Pertama, dosen yang kerap disapa Radian itu menjelaskan, pemerintah perlu belajar atau becermin pada sejarah masa lampau. Secara historis, pihaknya menuturkan bahwa pembatasan jabatan dua periode ditetapkan karena undang-undang (UU) sebelumnya tidak pernah secara tegas memberikan batasan periode waktu. Selain itu, dengan berkaca pada hukum alam, menurut Radian, semakin lama dan semakin besar kekuasaan, maka kekuasaan itu memiliki peluang besar untuk cenderung menyimpang dan absolut.
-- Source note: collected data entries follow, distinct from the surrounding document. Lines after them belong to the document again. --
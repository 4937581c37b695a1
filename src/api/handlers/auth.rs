//! Session endpoints: login, session introspection, logout, reset.

use axum::{
    extract::Extension,
    http::{header::SET_COOKIE, HeaderMap, StatusCode},
    response::{IntoResponse, Json},
};
use std::sync::Arc;
use tracing::{error, info};

use super::{
    clear_session_cookie, error_response, extract_session_token, session_cookie,
    types::{AdminProfile, LoginRequest, PasswordResetRequest},
};
use crate::api::state::AppState;
use crate::auth::session::SessionSnapshot;
use crate::auth::utils::generate_session_token;

#[utoipa::path(
    post,
    path = "/v1/auth/login",
    request_body = LoginRequest,
    responses(
        (status = 200, description = "Session established", body = AdminProfile),
        (status = 401, description = "Invalid email or password"),
        (status = 403, description = "Not an administrator, or password reset required"),
        (status = 503, description = "Credential verifier unavailable")
    ),
    tag = "auth"
)]
pub async fn login(
    state: Extension<Arc<AppState>>,
    Json(request): Json<LoginRequest>,
) -> impl IntoResponse {
    let Ok(token) = generate_session_token() else {
        error!("failed to generate a session token");
        return StatusCode::INTERNAL_SERVER_ERROR.into_response();
    };

    let service = state.auth_service(&token);
    match service.login(&request.email, &request.password).await {
        Ok(admin) => {
            info!(email = %admin.email, "administrator signed in");
            let mut headers = HeaderMap::new();
            if let Ok(cookie) = session_cookie(
                &token,
                state.config().session_ttl_seconds,
                state.config().cookie_secure,
            ) {
                headers.insert(SET_COOKIE, cookie);
            }
            (StatusCode::OK, headers, Json(AdminProfile::from(admin))).into_response()
        }
        Err(err) => error_response(err),
    }
}

#[utoipa::path(
    get,
    path = "/v1/auth/session",
    responses(
        (status = 200, description = "Session is active", body = SessionSnapshot),
        (status = 204, description = "No active session")
    ),
    tag = "auth"
)]
pub async fn session(headers: HeaderMap, state: Extension<Arc<AppState>>) -> impl IntoResponse {
    // A missing cookie is simply "no session"; nothing about auth state is
    // leaked.
    let Some(token) = extract_session_token(&headers) else {
        return StatusCode::NO_CONTENT.into_response();
    };
    match state.auth_service(&token).current_session() {
        Some(session) => (StatusCode::OK, Json(session.snapshot().clone())).into_response(),
        None => StatusCode::NO_CONTENT.into_response(),
    }
}

#[utoipa::path(
    post,
    path = "/v1/auth/logout",
    responses(
        (status = 204, description = "Session cleared")
    ),
    tag = "auth"
)]
pub async fn logout(headers: HeaderMap, state: Extension<Arc<AppState>>) -> impl IntoResponse {
    if let Some(token) = extract_session_token(&headers) {
        state.auth_service(&token).logout().await;
    }

    // Always clear the cookie, even when no session was found.
    let mut response_headers = HeaderMap::new();
    if let Ok(cookie) = clear_session_cookie(state.config().cookie_secure) {
        response_headers.insert(SET_COOKIE, cookie);
    }
    (StatusCode::NO_CONTENT, response_headers).into_response()
}

#[utoipa::path(
    post,
    path = "/v1/auth/reset",
    request_body = PasswordResetRequest,
    responses(
        (status = 204, description = "Reset email queued if the account exists")
    ),
    tag = "auth"
)]
pub async fn reset(
    state: Extension<Arc<AppState>>,
    Json(request): Json<PasswordResetRequest>,
) -> impl IntoResponse {
    // Deliberately fire-and-forget: the response never reveals whether the
    // email matched an account.
    state
        .auth_service("password-reset")
        .request_password_reset(&request.email, &state.config().login_url)
        .await;
    StatusCode::NO_CONTENT
}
“Alasan ada pembatasan masa jabatan adalah supaya pemerintah bisa memaksimalkan jabatan yang dipegang sebaik mungkin sesuai jatah waktunya. Karena kalau ditanya apakah masa waktu ini cukup atau tidak, pasti jawabannya tidak,” terangnya.

Poin kedua menurut Radian adalah wacana tersebut harus berdasarkan rasionalitas, apabila tidak, publik harus mengkritisi lebih lanjut.

“Harus ada alasan terbuka ke publik yang menjelaskan mengapa periode waktu jabatan presiden perlu diperpanjang. Apabila disebutkan alasannya agar kinerja bisa lebih maksimal, justru saat ini harusnya kinerja pemerintah bisa lebih cepat dan efektif karena posisi partai mayoritas ada di pihak pemerintah,” jelasnya.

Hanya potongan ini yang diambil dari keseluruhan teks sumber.